- Opening Delimiter -
//! Coordinate reference systems and reprojection.
//!
//! Only what the state maps need: geographic lon/lat (EPSG:4326) and the
//! ellipsoidal equidistant conic, configured from a PROJ-style string such as
//! `+proj=eqdc +lat_0=40 +lon_0=-96 +lat_1=20 +lat_2=60 +datum=NAD83 +units=m`.

use crate::error::ProjectionError;
use crate::types::StateFeature;
use geo::{Centroid, Coord, MapCoords, MultiPolygon, Point};
use rayon::prelude::*;
use std::f64::consts::PI;

const EPSILON: f64 = 1e-10;

#[derive(Debug, Clone, Copy, PartialEq)]
pub struct Ellipsoid {
    pub a: f64,
    pub inv_f: f64,
}

impl Ellipsoid {
    pub const GRS80: Ellipsoid = Ellipsoid { a: 6_378_137.0, inv_f: 298.257_222_101 };
    pub const WGS84: Ellipsoid = Ellipsoid { a: 6_378_137.0, inv_f: 298.257_223_563 };

    fn from_name(name: &str) -> Result<Self, ProjectionError> {
        match name.to_ascii_uppercase().as_str() {
            "GRS80" | "NAD83" => Ok(Ellipsoid::GRS80),
            "WGS84" => Ok(Ellipsoid::WGS84),
            _ => Err(ProjectionError::UnsupportedEllipsoid(name.to_string())),
        }
    }

    /// First eccentricity squared.
    pub fn es(&self) -> f64 {
        let f = 1.0 / self.inv_f;
        2.0 * f - f * f
    }
}

#[derive(Debug, Clone, Copy, PartialEq)]
pub struct ConicParams {
    pub lat_0: f64,
    pub lon_0: f64,
    pub lat_1: f64,
    pub lat_2: f64,
    pub x_0: f64,
    pub y_0: f64,
}

/// Ellipsoidal equidistant conic. Angles are stored in radians.
#[derive(Debug, Clone, Copy, PartialEq)]
pub struct EquidistantConic {
    params: ConicParams,
    a: f64,
    es: f64,
    lon_0: f64,
    n: f64,
    g: f64,
    rho_0: f64,
}

impl EquidistantConic {
    pub fn new(params: ConicParams, ellipsoid: Ellipsoid) -> Result<Self, ProjectionError> {
        let phi_0 = params.lat_0.to_radians();
        let phi_1 = params.lat_1.to_radians();
        let phi_2 = params.lat_2.to_radians();
        if (phi_1 + phi_2).abs() < EPSILON {
            return Err(ProjectionError::DegenerateCone);
        }

        let a = ellipsoid.a;
        let es = ellipsoid.es();
        let m_1 = parallel_radius(phi_1, es);
        let big_m_1 = meridian_distance(phi_1, a, es);

        let n = if (phi_1 - phi_2).abs() < EPSILON {
            phi_1.sin()
        } else {
            let m_2 = parallel_radius(phi_2, es);
            let big_m_2 = meridian_distance(phi_2, a, es);
            a * (m_1 - m_2) / (big_m_2 - big_m_1)
        };
        let g = m_1 / n + big_m_1 / a;
        let rho_0 = a * g - meridian_distance(phi_0, a, es);

        Ok(EquidistantConic {
            params,
            a,
            es,
            lon_0: params.lon_0.to_radians(),
            n,
            g,
            rho_0,
        })
    }

    #[cfg(test)]
    pub fn params(&self) -> ConicParams {
        self.params
    }

    /// Projects geographic degrees to metres.
    pub fn forward(&self, lon: f64, lat: f64) -> (f64, f64) {
        let phi = lat.to_radians();
        let rho = self.a * self.g - meridian_distance(phi, self.a, self.es);
        let theta = self.n * wrap_pi(lon.to_radians() - self.lon_0);
        let x = rho * theta.sin() + self.params.x_0;
        let y = self.rho_0 - rho * theta.cos() + self.params.y_0;
        (x, y)
    }
}

/// `m = cos φ / sqrt(1 - e² sin² φ)`
fn parallel_radius(phi: f64, es: f64) -> f64 {
    let sin = phi.sin();
    phi.cos() / (1.0 - es * sin * sin).sqrt()
}

/// Distance along the meridian from the equator, series through e⁶.
fn meridian_distance(phi: f64, a: f64, es: f64) -> f64 {
    let e4 = es * es;
    let e6 = e4 * es;
    a * ((1.0 - es / 4.0 - 3.0 * e4 / 64.0 - 5.0 * e6 / 256.0) * phi
        - (3.0 * es / 8.0 + 3.0 * e4 / 32.0 + 45.0 * e6 / 1024.0) * (2.0 * phi).sin()
        + (15.0 * e4 / 256.0 + 45.0 * e6 / 1024.0) * (4.0 * phi).sin()
        - (35.0 * e6 / 3072.0) * (6.0 * phi).sin())
}

fn wrap_pi(angle: f64) -> f64 {
    let wrapped = (angle + PI).rem_euclid(2.0 * PI) - PI;
    // keep +180 as +180 rather than folding it onto -180
    if wrapped == -PI && angle > 0.0 { PI } else { wrapped }
}

#[derive(Debug, Clone, Copy, PartialEq)]
pub enum Crs {
    Geographic,
    EquidistantConic(EquidistantConic),
}

impl Crs {
    pub fn parse(definition: &str) -> Result<Self, ProjectionError> {
        let definition = definition.trim();
        if definition.starts_with('+') {
            return parse_proj(definition);
        }
        match definition.to_ascii_uppercase().as_str() {
            "EPSG:4326" | "WGS84" | "CRS84" => Ok(Crs::Geographic),
            _ => Err(ProjectionError::UnsupportedCrs(definition.to_string())),
        }
    }

    /// Transforms a single coordinate from `self` into `to`.
    pub fn transform(&self, to: &Crs, coord: Coord<f64>) -> Result<Coord<f64>, ProjectionError> {
        match (self, to) {
            (from, to) if from == to => Ok(coord),
            (Crs::Geographic, Crs::EquidistantConic(conic)) => {
                let (x, y) = conic.forward(coord.x, coord.y);
                Ok(Coord { x, y })
            }
            _ => Err(ProjectionError::InverseNotSupported),
        }
    }
}

fn parse_proj(definition: &str) -> Result<Crs, ProjectionError> {
    let mut proj = None;
    let mut ellipsoid = Ellipsoid::GRS80;
    let mut values: Vec<(&str, &str)> = Vec::new();

    for token in definition.split_whitespace() {
        let token = token.trim_start_matches('+');
        let (key, value) = match token.split_once('=') {
            Some((key, value)) => (key, value),
            None => (token, ""),
        };
        match key {
            "proj" => proj = Some(value),
            "datum" | "ellps" => ellipsoid = Ellipsoid::from_name(value)?,
            "units" if value != "m" => {
                return Err(ProjectionError::UnsupportedUnits(value.to_string()))
            }
            "units" | "no_defs" => {}
            "lat_0" | "lon_0" | "lat_1" | "lat_2" | "x_0" | "y_0" => values.push((key, value)),
            _ => return Err(ProjectionError::UnsupportedParameter(key.to_string())),
        }
    }

    match proj {
        Some("longlat") | Some("latlong") | Some("lonlat") | Some("latlon") => match values.first() {
            Some((key, _)) => Err(ProjectionError::UnsupportedParameter(key.to_string())),
            None => Ok(Crs::Geographic),
        },
        Some("eqdc") => {
            let lookup = |name: &'static str, default: Option<f64>| -> Result<f64, ProjectionError> {
                match values.iter().find(|(key, _)| *key == name) {
                    Some((_, value)) => value.parse().map_err(|_| ProjectionError::InvalidParameter {
                        name: name.to_string(),
                        value: value.to_string(),
                    }),
                    None => default.ok_or(ProjectionError::MissingParameter(name)),
                }
            };
            let lat_1 = lookup("lat_1", None)?;
            let params = ConicParams {
                lat_0: lookup("lat_0", Some(0.0))?,
                lon_0: lookup("lon_0", Some(0.0))?,
                lat_1,
                lat_2: lookup("lat_2", Some(lat_1))?,
                x_0: lookup("x_0", Some(0.0))?,
                y_0: lookup("y_0", Some(0.0))?,
            };
            Ok(Crs::EquidistantConic(EquidistantConic::new(params, ellipsoid)?))
        }
        Some(other) => Err(ProjectionError::UnknownProjection(other.to_string())),
        None => Err(ProjectionError::MissingParameter("proj")),
    }
}

pub fn reproject_geometry(
    geometry: &MultiPolygon<f64>,
    from: &Crs,
    to: &Crs,
) -> Result<MultiPolygon<f64>, ProjectionError> {
    geometry.try_map_coords(|coord| from.transform(to, coord))
}

/// Reprojects every feature; attributes are carried over untouched.
pub fn reproject(
    features: &[StateFeature],
    from: &Crs,
    to: &Crs,
) -> Result<Vec<StateFeature>, ProjectionError> {
    features
        .par_iter()
        .map(|feature| {
            Ok(StateFeature {
                geometry: reproject_geometry(&feature.geometry, from, to)?,
                ..feature.clone()
            })
        })
        .collect()
}

pub fn centroid(geometry: &MultiPolygon<f64>) -> Option<Point<f64>> {
    geometry.centroid()
}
- Closing Delimiter -
### Task objective
Look through the lines above for "forward". Say how many have it, and give no other words.

### Solution for this problem
2